Image copyright © by Marcus Trahan

Driving Miss Daisy

(1989)

Best Picture. Best Actress: Jessica Tandy. And yet here’s another film that has become a bit problematic. There are these memes circulating out there under the names like “white savior” and “magic Negro.” I think this one has been accused of being the latter. I’m not entirely sure what the term means, and am not really moved to make a search. It sometimes seems to me that there are a lot of people out there who are just determined to find something wrong with just about everything, and who waste a lot of energy attacking films like this which could be devoted to things that really matter. Just my opinion. When all is said and done, this is a fine little movie that Oscar voters love to award. It shows a developing long-term relationship between a white Jewish woman and a black man, and what the hell is wrong about that?

I must mention two supporting players. Dan Aykroyd has been doing very well in supporting parts like this one for about twenty years now. He still does some of the big ones, but I’ve enjoyed him more smaller but juicier roles.

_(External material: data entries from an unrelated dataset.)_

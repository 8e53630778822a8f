use std::{
    path::{Path, PathBuf},
    process::Stdio,
    time::Duration,
};

use async_trait::async_trait;
use murmur_config::ModelConfig;
use tokio::{
    io::AsyncWriteExt,
    process::{ChildStdin, Command},
};

use super::{EngineError, SpeechEngine};

/// How long the `--version` probe may take during loading
const PROBE_TIMEOUT: Duration = Duration::from_secs(10);

/// Longest stderr excerpt carried in an error
const STDERR_EXCERPT: usize = 512;

/// Piper neural TTS driven as a subprocess
///
/// Each synthesis spawns `piper --model <voice> --output_file <path>` and
/// feeds the text on stdin.
#[derive(Debug, Clone)]
pub struct PiperEngine {
    binary: PathBuf,
    model: PathBuf,
    name: String,
}

impl PiperEngine {
    /// Load a voice model, checking that the file exists and the binary runs
    pub async fn load(binary: &Path, model: &Path) -> Result<Self, EngineError> {
        let load_error = |reason: String| EngineError::Load {
            model: model.display().to_string(),
            reason,
        };

        let metadata = tokio::fs::metadata(model)
            .await
            .map_err(|e| load_error(format!("model file unavailable: {e}")))?;

        if !metadata.is_file() {
            return Err(load_error("model path is not a file".to_string()));
        }

        let probe = Command::new(binary)
            .arg("--version")
            .stdin(Stdio::null())
            .stdout(Stdio::null())
            .stderr(Stdio::null())
            .kill_on_drop(true)
            .status();

        let status = tokio::time::timeout(PROBE_TIMEOUT, probe)
            .await
            .map_err(|_| load_error(format!("{} did not answer --version", binary.display())))?
            .map_err(|e| load_error(format!("cannot run {}: {e}", binary.display())))?;

        if !status.success() {
            return Err(load_error(format!("{} --version exited with {status}", binary.display())));
        }

        let name = model
            .file_stem()
            .map_or_else(|| model.display().to_string(), |stem| stem.to_string_lossy().into_owned());

        Ok(Self {
            binary: binary.to_path_buf(),
            model: model.to_path_buf(),
            name,
        })
    }

    /// Try each configured model in order and keep the first that loads
    pub async fn load_first(config: &ModelConfig) -> Option<Self> {
        for model in &config.models {
            tracing::info!("Loading speech model {}", model.display());

            match Self::load(&config.binary, model).await {
                Ok(engine) => {
                    tracing::info!("Speech model {} loaded", engine.name);
                    return Some(engine);
                }
                Err(e) => tracing::error!("{e}"),
            }
        }

        tracing::warn!("No speech model could be loaded, serving silence");

        None
    }
}

async fn feed(stdin: &mut ChildStdin, text: &str) -> std::io::Result<()> {
    stdin.write_all(text.as_bytes()).await?;
    stdin.write_all(b"\n").await
}

/// Piper expresses tempo as phoneme length, the inverse of speed
fn length_scale(speed: f64) -> f64 {
    1.0 / speed
}

fn excerpt(stderr: &[u8]) -> String {
    let text = String::from_utf8_lossy(stderr);
    let text = text.trim();

    match text.char_indices().rev().nth(STDERR_EXCERPT - 1) {
        Some((start, _)) => text[start..].to_string(),
        None => text.to_string(),
    }
}

#[async_trait]
impl SpeechEngine for PiperEngine {
    async fn synthesize_to_file(&self, text: &str, speed: f64, output: &Path) -> Result<(), EngineError> {
        tracing::debug!(
            "Piper request: model={}, speed={speed}, input_len={}",
            self.name,
            text.len()
        );

        let mut child = Command::new(&self.binary)
            .arg("--model")
            .arg(&self.model)
            .arg("--output_file")
            .arg(output)
            .arg("--length_scale")
            .arg(length_scale(speed).to_string())
            .stdin(Stdio::piped())
            .stdout(Stdio::null())
            .stderr(Stdio::piped())
            .kill_on_drop(true)
            .spawn()
            .map_err(EngineError::Spawn)?;

        if let Some(mut stdin) = child.stdin.take() {
            match feed(&mut stdin, text).await {
                Ok(()) => {}
                // Exit status and stderr below carry the cause
                Err(e) if e.kind() == std::io::ErrorKind::BrokenPipe => {
                    tracing::debug!("Piper closed stdin before reading the text");
                }
                Err(e) => return Err(e.into()),
            }
        }

        let result = child.wait_with_output().await?;

        if !result.status.success() {
            return Err(EngineError::Failed {
                status: result.status.to_string(),
                stderr: excerpt(&result.stderr),
            });
        }

        Ok(())
    }

    fn model_name(&self) -> &str {
        &self.name
    }
}
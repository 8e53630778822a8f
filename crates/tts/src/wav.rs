use std::{
    io::{Seek, Write},
    path::Path,
    time::Duration,
};

use hound::{SampleFormat, WavReader, WavSpec, WavWriter};

/// Sample rate of the fallback clip
pub const SILENCE_SAMPLE_RATE: u32 = 22_050;

/// Number of samples in the fallback clip (one second)
pub const SILENCE_SAMPLES: u32 = SILENCE_SAMPLE_RATE;

/// Mono, 16-bit signed PCM at 22.05 kHz
pub const fn silence_spec() -> WavSpec {
    WavSpec {
        channels: 1,
        sample_rate: SILENCE_SAMPLE_RATE,
        bits_per_sample: 16,
        sample_format: SampleFormat::Int,
    }
}

/// Write one second of silence as a complete WAV stream
pub fn write_silence<W: Write + Seek>(writer: W) -> hound::Result<()> {
    let mut wav = WavWriter::new(writer, silence_spec())?;

    for _ in 0..SILENCE_SAMPLES {
        wav.write_sample(0i16)?;
    }

    wav.finalize()
}

/// Header facts about a WAV file
#[derive(Debug, Clone, Copy, PartialEq, Eq)]
pub struct WavSummary {
    pub channels: u16,
    pub sample_rate: u32,
    pub bits_per_sample: u16,
    /// Frames per channel
    pub frames: u32,
}

impl WavSummary {
    pub fn duration(&self) -> Duration {
        if self.sample_rate == 0 {
            return Duration::ZERO;
        }

        Duration::from_secs_f64(f64::from(self.frames) / f64::from(self.sample_rate))
    }
}

/// Read the header of a WAV file without decoding samples
pub fn inspect(path: &Path) -> hound::Result<WavSummary> {
    let reader = WavReader::open(path)?;
    let spec = reader.spec();

    Ok(WavSummary {
        channels: spec.channels,
        sample_rate: spec.sample_rate,
        bits_per_sample: spec.bits_per_sample,
        frames: reader.duration(),
    })
}
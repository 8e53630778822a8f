use std::net::{IpAddr, Ipv4Addr, SocketAddr};

use serde::Deserialize;

use crate::{cors::CorsConfig, health::HealthConfig};

/// Address the server binds to when none is configured
pub const DEFAULT_LISTEN_ADDRESS: SocketAddr = SocketAddr::new(IpAddr::V4(Ipv4Addr::UNSPECIFIED), 5002);

#[derive(Debug, Deserialize)]
#[serde(deny_unknown_fields)]
pub struct ServerConfig {
    #[serde(default = "default_listen_address")]
    pub listen_address: SocketAddr,
    #[serde(default)]
    pub health: HealthConfig,
    #[serde(default)]
    pub cors: CorsConfig,
}

impl Default for ServerConfig {
    fn default() -> Self {
        Self {
            listen_address: DEFAULT_LISTEN_ADDRESS,
            health: HealthConfig::default(),
            cors: CorsConfig::default(),
        }
    }
}

const fn default_listen_address() -> SocketAddr {
    DEFAULT_LISTEN_ADDRESS
}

Then there is the car. It is a 1949 Hudson Commodore, and it’s a beauty. Most people would probably not be that impressed, but when I was growing up we were a Hudson family. Dad bought three of them, used, in models ranging from 1950 to 1953. He swore by them, and if I could afford one I’d probably be driving one today. (Restored Hudsons of those vintages start at around $25,000 and can go up to $60,000!) Something most people don’t know is that Hudsons totally owned the NASCAR circuit from 1950 to 1954. Believe me, I left many a Ford or Chevy driver slack-jawed with amazement, peeling away from green lights in Port Arthur, Texas, when I was in high school. A friend and I drove Dad’s 1953 Wasp from Beaumont to New York City and back for the World’s Fair in Flushing Meadow when we were seventeen, sleeping in the car. Not a whisper of car trouble. Steve McQueen loved them, had half a dozen or more. Lee and I saw one of them parked in a driveway once, in the process of restoration, talked to the owner who showed us the bill of sale. I lusted after that car!